07:11am Friday 18 August 2017

Teen sex behaviour uncovered by La Trobe University researchers

Teenagers holding hands Published in October in the Australian and New Zealand Journal of Public Health, the report is authored by Paul Agius from La Trobe University’s Mother and Child Health Research Institute and Professor Marian Pitts, Professor Anthony Smith and Associate Professor Anne Mitchell from the University’s Australian Research Centre in Sex, Health and Society.

It’s the only large scale representative Australian study that focuses on adolescent sexual health, knowledge and behaviour.

The findings provide a snapshot of the students’ sexual behaviour and how it has developed over a 11 year period.

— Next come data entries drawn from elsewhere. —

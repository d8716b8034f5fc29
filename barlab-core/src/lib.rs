//! BarLab Core: event-driven backtesting engine for bar data.
//!
//! This crate contains the simulation loop and its collaborators:
//! - Domain types (bars, events, instrument classification)
//! - Forward-filled multi-symbol data replay
//! - Strategy trait with buy-and-hold and moving-average crossover
//! - Portfolio accounting with fixed-lot and proportional sizing
//! - Simulated execution with slippage and Chinese-market commission schedules
//! - Backtest driver state machine over a single FIFO event queue
//!
//! The core does no file I/O. Loading data and writing results live in
//! `barlab-runner`.

pub mod data;
pub mod domain;
pub mod engine;
pub mod error;
pub mod execution;
pub mod indicators;
pub mod portfolio;
pub mod strategy;

pub use error::EngineError;
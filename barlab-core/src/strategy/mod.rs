//! Strategies: bar history in, Signal events out.
//!
//! A strategy sees the bar that triggered it and read-only access to the
//! released history through the data handler. It never sees the portfolio;
//! any position bookkeeping it needs is its own.

pub mod buy_and_hold;
pub mod ma_cross;

pub use buy_and_hold::BuyAndHold;
pub use ma_cross::MovingAverageCross;

use crate::data::DataHandler;
use crate::domain::Bar;
use crate::engine::EventQueue;
use crate::error::EngineError;

/// Signal generator invoked once per `Bar` event.
pub trait Strategy {
    /// Strategy name (for logging and reports).
    fn name(&self) -> &str;

    /// Inspect `bar` and the released history, pushing zero or more `Signal` events.
    fn calculate_signals(
        &mut self,
        bar: &Bar,
        data: &dyn DataHandler,
        queue: &mut EventQueue,
    ) -> Result<(), EngineError>;
}
//! Cash and position ledger with per-bar snapshots.

use super::sizing::{OrderSizing, SizingContext};
use super::snapshot::{HoldingsSnapshot, PositionsSnapshot, TradeRecord};
use super::Portfolio;
use crate::data::DataHandler;
use crate::domain::{Bar, Event, FillEvent, SignalEvent};
use crate::engine::EventQueue;
use crate::error::EngineError;
use chrono::NaiveDateTime;
use tracing::debug;

pub const DEFAULT_INITIAL_CAPITAL: f64 = 100_000.0;

/// Portfolio that sizes orders with an [`OrderSizing`] policy and never
/// applies risk limits.
///
/// Current state is kept in one positions record and one holdings record.
/// `update_timeindex` marks holdings to the latest closes and appends copies
/// of both to the history. Fills adjust the current records incrementally:
/// symbol holdings move by the signed trade cost until the next mark.
#[derive(Debug, Clone)]
pub struct NaivePortfolio {
    symbols: Vec<String>,
    sizing: OrderSizing,
    current_positions: PositionsSnapshot,
    current_holdings: HoldingsSnapshot,
    all_positions: Vec<PositionsSnapshot>,
    all_holdings: Vec<HoldingsSnapshot>,
    all_trades: Vec<TradeRecord>,
}

impl NaivePortfolio {
    pub fn new(
        symbols: &[String],
        start_date: NaiveDateTime,
        initial_capital: f64,
        sizing: OrderSizing,
    ) -> Result<Self, EngineError> {
        if symbols.is_empty() {
            return Err(EngineError::EmptyUniverse);
        }
        if !(initial_capital.is_finite() && initial_capital > 0.0) {
            return Err(EngineError::InvalidParameter(format!(
                "initial capital must be positive, got {initial_capital}"
            )));
        }

        let positions = PositionsSnapshot::flat(start_date, symbols);
        let holdings = HoldingsSnapshot::all_cash(start_date, symbols, initial_capital);
        Ok(Self {
            symbols: symbols.to_vec(),
            sizing,
            all_positions: vec![positions.clone()],
            all_holdings: vec![holdings.clone()],
            current_positions: positions,
            current_holdings: holdings,
            all_trades: Vec::new(),
        })
    }

    pub fn current_positions(&self) -> &PositionsSnapshot {
        &self.current_positions
    }

    pub fn current_holdings(&self) -> &HoldingsSnapshot {
        &self.current_holdings
    }

    fn ensure_known(&self, symbol: &str) -> Result<(), EngineError> {
        if self.current_positions.positions.contains_key(symbol) {
            Ok(())
        } else {
            Err(EngineError::UnknownSymbol {
                symbol: symbol.to_string(),
            })
        }
    }
}

impl Portfolio for NaivePortfolio {
    fn update_timeindex(&mut self, bar: &Bar, data: &dyn DataHandler) {
        let datetime = bar.timestamp;
        let holdings = &mut self.current_holdings;
        let mut total = holdings.cash;
        for symbol in &self.symbols {
            let position = self.current_positions.get(symbol);
            let value = match data.get_latest_bar(symbol) {
                Some(latest) => position as f64 * latest.close,
                None => holdings.get(symbol),
            };
            holdings.values.insert(symbol.clone(), value);
            total += value;
        }
        holdings.total = total;
        holdings.datetime = datetime;
        self.current_positions.datetime = datetime;

        self.all_positions.push(self.current_positions.clone());
        self.all_holdings.push(self.current_holdings.clone());
    }

    fn update_signal(
        &mut self,
        signal: &SignalEvent,
        data: &dyn DataHandler,
        queue: &mut EventQueue,
    ) -> Result<(), EngineError> {
        self.ensure_known(&signal.symbol)?;
        let ctx = SizingContext {
            position: self.current_positions.get(&signal.symbol),
            holdings: self.current_holdings.get(&signal.symbol),
            total: self.current_holdings.total,
            price: data.get_latest_bar(&signal.symbol).map(|b| b.close),
        };
        match self.sizing.order_for(signal, &ctx)? {
            Some(order) => {
                debug!(
                    symbol = %order.symbol,
                    direction = %order.direction,
                    quantity = order.quantity,
                    signal = %signal.signal_type,
                    "order generated"
                );
                queue.push(Event::Order(order));
            }
            None => debug!(
                symbol = %signal.symbol,
                signal = %signal.signal_type,
                "signal produced no order"
            ),
        }
        Ok(())
    }

    fn update_fill(&mut self, fill: &FillEvent) -> Result<(), EngineError> {
        self.ensure_known(&fill.symbol)?;

        if let Some(position) = self.current_positions.positions.get_mut(&fill.symbol) {
            *position += fill.position_delta();
        }

        let cost = fill.cost();
        let holdings = &mut self.current_holdings;
        if let Some(value) = holdings.values.get_mut(&fill.symbol) {
            *value += cost;
        }
        holdings.commission += fill.commission;
        holdings.cash -= cost + fill.commission;
        holdings.total -= fill.commission;

        self.all_trades.push(TradeRecord::from(fill));
        Ok(())
    }

    fn all_positions(&self) -> &[PositionsSnapshot] {
        &self.all_positions
    }

    fn all_holdings(&self) -> &[HoldingsSnapshot] {
        &self.all_holdings
    }

    fn all_trades(&self) -> &[TradeRecord] {
        &self.all_trades
    }
}
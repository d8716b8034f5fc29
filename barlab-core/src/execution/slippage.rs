//! Slippage models: adverse price adjustment at execution.
//!
//! Slippage is directional: buyers pay more, sellers receive less.

use crate::domain::Direction;
use tracing::warn;

/// Default fixed slippage, in percent of price.
pub const DEFAULT_SLIPPAGE_PERCENT: f64 = 0.1;

/// Slippage model: maps a reference price to the simulated trade price.
pub trait SlippageModel: Send + Sync {
    /// Trade price for an order in `direction` against reference `price`.
    fn trade_price(&self, price: f64, direction: Direction) -> f64;

    /// Name of this model
    fn name(&self) -> &str;
}

/// Fill at the reference price.
#[derive(Debug, Clone, Copy, Default)]
pub struct ZeroSlippage;

impl SlippageModel for ZeroSlippage {
    fn trade_price(&self, price: f64, _direction: Direction) -> f64 {
        price
    }

    fn name(&self) -> &str {
        "zero"
    }
}

/// Fixed fraction of price against the trader.
#[derive(Debug, Clone, Copy)]
pub struct FixedPercentSlippage {
    /// Slippage as a fraction (0.001 = 0.1%).
    rate: f64,
}

impl FixedPercentSlippage {
    /// `percent` is in percent units: 0.1 means 0.1% each way.
    pub fn new(percent: f64) -> Self {
        Self {
            rate: percent / 100.0,
        }
    }

    pub fn rate(&self) -> f64 {
        self.rate
    }
}

impl Default for FixedPercentSlippage {
    fn default() -> Self {
        Self::new(DEFAULT_SLIPPAGE_PERCENT)
    }
}

impl SlippageModel for FixedPercentSlippage {
    fn trade_price(&self, price: f64, direction: Direction) -> f64 {
        price + price * self.rate * direction.sign() as f64
    }

    fn name(&self) -> &str {
        "fixed"
    }
}

/// Build a slippage model from its configured name.
///
/// Unknown names fall back to [`ZeroSlippage`] with a warning.
pub fn slippage_model_from_name(name: &str, percent: f64) -> Box<dyn SlippageModel> {
    match name {
        "fixed" => Box::new(FixedPercentSlippage::new(percent)),
        "zero" => Box::new(ZeroSlippage),
        other => {
            warn!(model = other, "unknown slippage model, falling back to zero slippage");
            Box::new(ZeroSlippage)
        }
    }
}
//! Simple Moving Average (SMA).
//!
//! Rolling mean of close prices over a lookback window. With
//! `min_periods < period` the window shrinks at the start of the series, so
//! values exist before the window fills.

use super::Indicator;
use crate::domain::Bar;

#[derive(Debug, Clone)]
pub struct Sma {
    period: usize,
    min_periods: usize,
    name: String,
}

impl Sma {
    /// Full-window SMA: first valid value at index `period - 1`.
    pub fn new(period: usize) -> Self {
        Self::with_min_periods(period, period)
    }

    /// SMA that is defined once at least `min_periods` closes are available.
    pub fn with_min_periods(period: usize, min_periods: usize) -> Self {
        let period = period.max(1);
        Self {
            period,
            min_periods: min_periods.clamp(1, period),
            name: format!("sma_{period}"),
        }
    }
}

impl Indicator for Sma {
    fn name(&self) -> &str {
        &self.name
    }

    fn lookback(&self) -> usize {
        self.min_periods - 1
    }

    fn compute(&self, bars: &[Bar]) -> Vec<f64> {
        let closes: Vec<f64> = bars.iter().map(|b| b.close).collect();
        rolling_mean(&closes, self.period, self.min_periods)
    }
}

/// Trailing mean over `window` values, NaN until `min_periods` values are seen.
pub fn rolling_mean(values: &[f64], window: usize, min_periods: usize) -> Vec<f64> {
    let window = window.max(1);
    let mut result = Vec::with_capacity(values.len());
    let mut sum = 0.0;

    for i in 0..values.len() {
        sum += values[i];
        if i >= window {
            sum -= values[i - window];
        }
        let count = (i + 1).min(window);
        if count >= min_periods {
            result.push(sum / count as f64);
        } else {
            result.push(f64::NAN);
        }
    }

    result
}
//! Session Tokens
//! Mission: Turn a bearer token into the `Actor` every ledger call is checked against

use crate::auth::models::{Claims, User};
use crate::models::Actor;
use anyhow::{Context, Result};
use chrono::{Duration, Utc};
use jsonwebtoken::{decode, encode, Algorithm, DecodingKey, EncodingKey, Header, Validation};
use tracing::debug;

const SESSION_TTL_HOURS: i64 = 24;

/// Issues HS256 session tokens and resolves them back to an [`Actor`].
///
/// `sub` carries the user id and `role` the ledger role; a token whose subject is not a
/// user id is rejected even when its signature is valid.
pub struct JwtHandler {
    secret: String,
    ttl: Duration,
}

impl JwtHandler {
    pub fn new(secret: String) -> Self {
        Self {
            secret,
            ttl: Duration::hours(SESSION_TTL_HOURS),
        }
    }

    /// Sign a session for `user`. Returns the token and its lifetime in seconds.
    pub fn generate_token(&self, user: &User) -> Result<(String, usize)> {
        let expires_at = Utc::now()
            .checked_add_signed(self.ttl)
            .context("Session expiry out of range")?;

        let claims = Claims {
            sub: user.id.to_string(),
            email: user.email.clone(),
            role: user.role,
            exp: expires_at.timestamp() as usize,
        };

        debug!(user_id = %user.id, role = %user.role, "Issuing session token");

        let token = encode(
            &Header::new(Algorithm::HS256),
            &claims,
            &EncodingKey::from_secret(self.secret.as_bytes()),
        )
        .context("Failed to sign session token")?;

        Ok((token, self.ttl.num_seconds() as usize))
    }

    /// Check signature and expiry, and that the subject names a user.
    pub fn validate_token(&self, token: &str) -> Result<Claims> {
        let mut validation = Validation::new(Algorithm::HS256);
        validation.set_required_spec_claims(&["exp", "sub"]);

        let claims = decode::<Claims>(
            token,
            &DecodingKey::from_secret(self.secret.as_bytes()),
            &validation,
        )
        .context("Invalid or expired token")?
        .claims;

        claims.actor().context("Token subject is not a user id")?;
        Ok(claims)
    }

    /// Claims plus the ledger identity they grant.
    pub fn authenticate(&self, token: &str) -> Result<(Claims, Actor)> {
        let claims = self.validate_token(token)?;
        let actor = claims.actor().context("Token subject is not a user id")?;
        Ok((claims, actor))
    }
}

Primary researcher Paul Agius says the findings confirm that teenagers need basic education which equips them to make safe sex choices.

‘The sexual behaviour and sexual health-related knowledge of young people are important areas in research, especially when we look at the adverse public health outcomes that unsafe and un-informed practice,’ Mr Agius said.

He said that Australian rates of teenage pregnancy are among the highest in the developed world, and that sexually transmitted infections (STIs) have increased considerably among young adults over the past decade.

Other findings include:

•    Student knowledge of HIV/AIDS has remained high and there is an increase in student knowledge about STI’s and hepatitis.

•    Although the proportion of students reporting ever having had sexual intercourse has increased over time, the increases between 2002 and 2008 were not significant. The report also showed that while rates of condom use had remained stable since 2002, there was a marked increase in the number of sexually active students reporting sex with multiple partners.

•    There has been a significant increase in the number of sexual partnerships reported by students, particularly for those in year 12.

•    Over the 11-year period, the proportion of students having sex with three or more partners had increased from 16 per cent to 30%

•    Although not statistically significant, young women were more sexually active than young men, with 43 per cent reporting sexual intercourse in 2008, compared with 34% of males, a reverse of the trend observed in 1997 and 2002 surveys.

•    Young men  were more likely to report using a condom, with 74 per cent reporting using one the last time they had sex, compared with 60% for female students.

•    Although the research did not include statistics on alcohol and drug use among respondents, researchers had found a rise in young people who reported being under the influence of drugs and alcohol during their most recent sexual experience.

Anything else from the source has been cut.